Review the listing and copy each line that holds the word "identifiers".
▽
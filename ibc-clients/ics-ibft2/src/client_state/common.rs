use ibc_client_ibft2_types::{
    client_type as ibft2_client_type, Address, ClientState as ClientStateType,
};
use ibc_core_client::context::client_state::ClientStateCommon;
use ibc_core_client::types::error::ClientError;
use ibc_core_client::types::Height;
use ibc_core_commitment_types::commitment::{
    CommitmentPrefix, CommitmentProofBytes, CommitmentRoot,
};
use ibc_core_commitment_types::merkle::{self, SparseMerkleProof};
use ibc_core_host::types::identifiers::ClientType;
use ibc_core_host::types::key::keccak256;
use ibc_core_host::types::path::Path;
use ibc_primitives::prelude::*;
use ibc_primitives::proto::Any;

use super::ClientState;
use crate::consensus_state::ConsensusState as Ibft2ConsensusState;

impl ClientStateCommon for ClientState {
    fn verify_consensus_state(&self, consensus_state: Any) -> Result<(), ClientError> {
        verify_consensus_state(consensus_state)
    }

    fn client_type(&self) -> ClientType {
        ibft2_client_type()
    }

    fn latest_height(&self) -> Height {
        self.0.latest_height
    }

    fn validate_proof_height(&self, proof_height: Height) -> Result<(), ClientError> {
        validate_proof_height(self.inner(), proof_height)
    }

    fn verify_membership(
        &self,
        prefix: &CommitmentPrefix,
        proof: &CommitmentProofBytes,
        root: &CommitmentRoot,
        path: Path,
        value: Vec<u8>,
    ) -> Result<(), ClientError> {
        verify_membership(self.inner(), prefix, proof, root, path, value)
    }

    fn verify_non_membership(
        &self,
        prefix: &CommitmentPrefix,
        proof: &CommitmentProofBytes,
        root: &CommitmentRoot,
        path: Path,
    ) -> Result<(), ClientError> {
        verify_non_membership(self.inner(), prefix, proof, root, path)
    }
}

/// Verify an `Any` consensus state by attempting to convert it to an IBFT2
/// `ConsensusState`, which checks the root, timestamp and validator set.
pub fn verify_consensus_state(consensus_state: Any) -> Result<(), ClientError> {
    Ibft2ConsensusState::try_from(consensus_state)?;

    Ok(())
}

/// Validate the given proof height against the client state's latest height,
/// returning an error if the proof height is greater than the latest height.
pub fn validate_proof_height(
    client_state: &ClientStateType,
    proof_height: Height,
) -> Result<(), ClientError> {
    let latest_height = client_state.latest_height;

    if latest_height < proof_height {
        return Err(ClientError::InvalidProofHeight {
            actual: proof_height,
            latest: latest_height,
        });
    }

    Ok(())
}

/// Proofs are only accepted for the store the client was created to track.
fn verify_prefix(
    client_state: &ClientStateType,
    prefix: &CommitmentPrefix,
) -> Result<(), ClientError> {
    if prefix.as_bytes() != client_state.ibc_store_address.as_slice() {
        let expected = Address::try_from(client_state.ibc_store_address.as_slice())
            .map(|address| address.to_string())
            .unwrap_or_default();
        return Err(ClientError::MismatchedCommitmentPrefix { expected });
    }

    Ok(())
}

/// Verifies a sparse Merkle proof that `keccak256(value)` sits at the storage
/// slot of `path` in the store rooted at `root`.
pub fn verify_membership(
    client_state: &ClientStateType,
    prefix: &CommitmentPrefix,
    proof: &CommitmentProofBytes,
    root: &CommitmentRoot,
    path: Path,
    value: Vec<u8>,
) -> Result<(), ClientError> {
    verify_prefix(client_state, prefix)?;

    let proof = SparseMerkleProof::try_from(proof)?;

    merkle::verify_membership(root, &path.storage_slot(), &keccak256(&value), &proof)?;

    Ok(())
}

/// Verifies a sparse Merkle proof that the storage slot of `path` is empty
/// in the store rooted at `root`.
pub fn verify_non_membership(
    client_state: &ClientStateType,
    prefix: &CommitmentPrefix,
    proof: &CommitmentProofBytes,
    root: &CommitmentRoot,
    path: Path,
) -> Result<(), ClientError> {
    verify_prefix(client_state, prefix)?;

    let proof = SparseMerkleProof::try_from(proof)?;

    merkle::verify_non_membership(root, &path.storage_slot(), &proof)?;

    Ok(())
}

#[cfg(test)]
mod tests {
    use ibc_core_commitment_types::merkle::{compute_root, prove, Leaves};
    use ibc_core_host::types::identifiers::{ChainId, ChannelId, PortId, Sequence};
    use ibc_core_host::types::path::{CommitmentPath, ReceiptPath};

    use super::*;

    const STORE: [u8; 20] = [0x11; 20];

    fn client_state() -> ClientStateType {
        ClientStateType::new(
            ChainId::new("ibc-besu-0").unwrap(),
            STORE.to_vec(),
            Height::new(0, 10).unwrap(),
        )
        .unwrap()
    }

    fn commitment_path(sequence: u64) -> Path {
        Path::Commitment(CommitmentPath::new(
            &PortId::transfer(),
            &ChannelId::new(0),
            Sequence::from(sequence),
        ))
    }

    fn store_with(entries: &[(Path, &[u8])]) -> (Leaves, CommitmentRoot) {
        let leaves: Leaves = entries
            .iter()
            .map(|(path, value)| (path.storage_slot(), keccak256(value)))
            .collect();
        let root = CommitmentRoot::from(compute_root(&leaves));
        (leaves, root)
    }

    fn prefix(bytes: &[u8]) -> CommitmentPrefix {
        CommitmentPrefix::try_from(bytes.to_vec()).unwrap()
    }

    #[test]
    fn membership_proof_is_checked_against_value() {
        let path = commitment_path(1);
        let (leaves, root) = store_with(&[(path.clone(), b"packet"), (commitment_path(2), b"x")]);
        let proof = CommitmentProofBytes::from(prove(&leaves, &path.storage_slot()));

        assert!(verify_membership(
            &client_state(),
            &prefix(&STORE),
            &proof,
            &root,
            path.clone(),
            b"packet".to_vec()
        )
        .is_ok());
        assert!(matches!(
            verify_membership(
                &client_state(),
                &prefix(&STORE),
                &proof,
                &root,
                path,
                b"forged".to_vec()
            ),
            Err(ClientError::FailedProofVerification(_))
        ));
    }

    #[test]
    fn non_membership_proof_for_absent_receipt() {
        let receipt = Path::Receipt(ReceiptPath::new(
            &PortId::transfer(),
            &ChannelId::new(0),
            Sequence::from(7),
        ));
        let (leaves, root) = store_with(&[(commitment_path(1), b"packet")]);
        let proof = CommitmentProofBytes::from(prove(&leaves, &receipt.storage_slot()));

        assert!(
            verify_non_membership(&client_state(), &prefix(&STORE), &proof, &root, receipt)
                .is_ok()
        );
    }

    #[test]
    fn proofs_for_another_store_are_rejected() {
        let path = commitment_path(1);
        let (leaves, root) = store_with(&[(path.clone(), b"packet")]);
        let proof = CommitmentProofBytes::from(prove(&leaves, &path.storage_slot()));

        assert!(matches!(
            verify_membership(
                &client_state(),
                &prefix(&[0x22; 20]),
                &proof,
                &root,
                path,
                b"packet".to_vec()
            ),
            Err(ClientError::MismatchedCommitmentPrefix { .. })
        ));
    }

    #[test]
    fn garbage_proof_bytes_fail_closed() {
        let proof = CommitmentProofBytes::try_from(vec![0xff; 16]).unwrap();
        let root = CommitmentRoot::from([0u8; 32]);

        assert!(verify_non_membership(
            &client_state(),
            &prefix(&STORE),
            &proof,
            &root,
            commitment_path(1)
        )
        .is_err());
    }

    #[test]
    fn proof_height_above_latest_is_rejected() {
        assert!(validate_proof_height(&client_state(), Height::new(0, 10).unwrap()).is_ok());
        assert!(matches!(
            validate_proof_height(&client_state(), Height::new(0, 11).unwrap()),
            Err(ClientError::InvalidProofHeight { .. })
        ));
    }
}
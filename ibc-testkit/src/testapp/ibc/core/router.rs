use std::collections::BTreeMap;

use ibc_core::host::types::identifiers::PortId;
use ibc_core::router::module::Module;
use ibc_core::router::router::Router;
use ibc_core::router::types::module::ModuleId;

use crate::testapp::ibc::applications::token::{token_module_id, SimpleToken};

/// Routes packets to the token application.
///
/// The application is held by value so that a snapshot of the router can be
/// restored when a transaction fails.
#[derive(Clone, Debug, Default)]
pub struct MockRouter {
    pub token: SimpleToken,

    /// Maps ports to the module that owns them
    pub port_to_module: BTreeMap<PortId, ModuleId>,
}

impl MockRouter {
    /// A router with the token application bound to the transfer port.
    pub fn new_with_token(token: SimpleToken) -> Self {
        let mut router = Self {
            token,
            port_to_module: BTreeMap::new(),
        };
        router.scope_port_to_module(PortId::transfer(), token_module_id());
        router
    }

    pub fn scope_port_to_module(&mut self, port_id: PortId, module_id: ModuleId) {
        self.port_to_module.insert(port_id, module_id);
    }
}

impl Router for MockRouter {
    fn get_route(&self, module_id: &ModuleId) -> Option<&dyn Module> {
        (module_id == &token_module_id()).then_some(&self.token as &dyn Module)
    }

    fn get_route_mut(&mut self, module_id: &ModuleId) -> Option<&mut dyn Module> {
        if module_id == &token_module_id() {
            Some(&mut self.token)
        } else {
            None
        }
    }

    fn lookup_module(&self, port_id: &PortId) -> Option<ModuleId> {
        self.port_to_module.get(port_id).cloned()
    }
}
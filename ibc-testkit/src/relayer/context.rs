use ibc_core::channel::types::channel::Order;
use ibc_core::channel::types::Version as ChannelVersion;
use ibc_core::host::types::identifiers::{ChainId, PortId};
use ibc_core::host::TimeoutPolicy;
use ibc_relayer::{
    spawn_chain_runtime, ChannelPair, ClientPair, ConnectionPair, RelayCoordinator, RelayerConfig,
    RelayerError,
};
use tokio::task::JoinHandle;

use crate::context::MockContext;
use crate::fixtures::{relayer_signing_context, MockContextConfig, DEFAULT_ETH_CHAIN_ID};
use crate::relayer::chain::MockChain;

/// Secret key byte of the relayer account on chain A.
pub const RELAYER_SEED_A: u8 = 101;

/// Secret key byte of the relayer account on chain B.
pub const RELAYER_SEED_B: u8 = 102;

/// Two mock chains with their runtimes and a coordinator between them.
///
/// Must be created inside a Tokio runtime.
#[derive(Debug)]
pub struct RelayerContext {
    pub chain_a: MockChain,
    pub chain_b: MockChain,
    pub coordinator: RelayCoordinator,
    runtimes: Vec<JoinHandle<()>>,
}

impl RelayerContext {
    pub fn new(ctx_a: MockContext, ctx_b: MockContext, config: RelayerConfig) -> Self {
        let chain_a = MockChain::new(ctx_a);
        let chain_b = MockChain::new(ctx_b);

        let signing_a = {
            let ctx = chain_a.ctx();
            relayer_signing_context(ctx.chain_id(), ctx.eth_chain_id(), RELAYER_SEED_A)
        };
        let signing_b = {
            let ctx = chain_b.ctx();
            relayer_signing_context(ctx.chain_id(), ctx.eth_chain_id(), RELAYER_SEED_B)
        };

        let (handle_a, runtime_a) = spawn_chain_runtime(chain_a.clone(), signing_a);
        let (handle_b, runtime_b) = spawn_chain_runtime(chain_b.clone(), signing_b);

        Self {
            chain_a,
            chain_b,
            coordinator: RelayCoordinator::new(handle_a, handle_b, config),
            runtimes: vec![runtime_a, runtime_b],
        }
    }

    /// Chains `ibc0` and `ibc1` with distinct validator sets, both funded
    /// with `balances`, under a fast polling configuration.
    pub fn with_balances(timeout_policy: TimeoutPolicy, balances: Vec<(String, u64)>) -> Self {
        let chain = |name: &str, eth_chain_id: u64, validator_seed: u8| -> MockContext {
            MockContextConfig::builder()
                .chain_id(ChainId::new(name).expect("Never fails"))
                .eth_chain_id(eth_chain_id)
                .validator_seed(validator_seed)
                .timeout_policy(timeout_policy)
                .balances(balances.clone())
                .build()
        };

        Self::new(
            chain("ibc0", DEFAULT_ETH_CHAIN_ID, 1),
            chain("ibc1", DEFAULT_ETH_CHAIN_ID + 1, 11),
            fast_relayer_config(),
        )
    }

    /// Creates both clients and opens a connection between them.
    pub async fn open_connection(&self) -> Result<ConnectionPair, RelayerError> {
        let clients: ClientPair = self.coordinator.create_clients().await?;
        self.coordinator.create_connection(&clients).await
    }

    /// Opens a token channel on the transfer ports of both chains.
    pub async fn open_transfer_channel(&self, ordering: Order) -> Result<ChannelPair, RelayerError> {
        let connection = self.open_connection().await?;
        self.coordinator
            .create_channel(
                &connection,
                PortId::transfer(),
                PortId::transfer(),
                ordering,
                ChannelVersion::empty(),
            )
            .await
    }
}

impl Drop for RelayerContext {
    fn drop(&mut self) {
        for runtime in &self.runtimes {
            runtime.abort();
        }
    }
}

/// Polls and backs off in milliseconds so that tests run quickly.
pub fn fast_relayer_config() -> RelayerConfig {
    RelayerConfig {
        max_retries: 3,
        initial_backoff_ms: 1,
        max_backoff_ms: 10,
        poll_interval_ms: 10,
        connection_delay_ms: 0,
    }
}
//! ICS-24: Host defines the minimal set of interfaces that a state machine
//! hosting an IBC-enabled chain must implement.
#![no_std]
#![forbid(unsafe_code)]
#![cfg_attr(not(test), deny(clippy::unwrap_used))]
#![deny(trivial_numeric_casts, unused_import_braces)]

extern crate alloc;

#[cfg(feature = "std")]
extern crate std;

pub mod error;
pub mod identifiers;
pub mod key;
pub mod path;
pub(crate) mod validate;
//! Implementation of the Connection Semantics (ICS-03) data structures.
#![no_std]
#![forbid(unsafe_code)]
#![cfg_attr(not(test), deny(clippy::unwrap_used))]
#![deny(trivial_numeric_casts, unused_import_braces)]

extern crate alloc;

#[cfg(feature = "std")]
extern crate std;

mod connection;
pub use connection::*;

pub mod error;
pub mod events;
pub mod msgs;
pub mod version;

/// Re-exports ICS-03 proto types from the `ibc-proto` crate for added
/// convenience
pub mod proto {
    pub use ibc_proto::ibc::core::connection::*;
}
△
ANSWER BOX:
use ibc_core_host::types::identifiers::ClientType;
    use ibc_core_host::types::identifiers::{ChainId, ChannelId, PortId, Sequence};
use ibc_core::host::types::identifiers::PortId;
use ibc_core::host::types::identifiers::{ChainId, PortId};
pub mod identifiers;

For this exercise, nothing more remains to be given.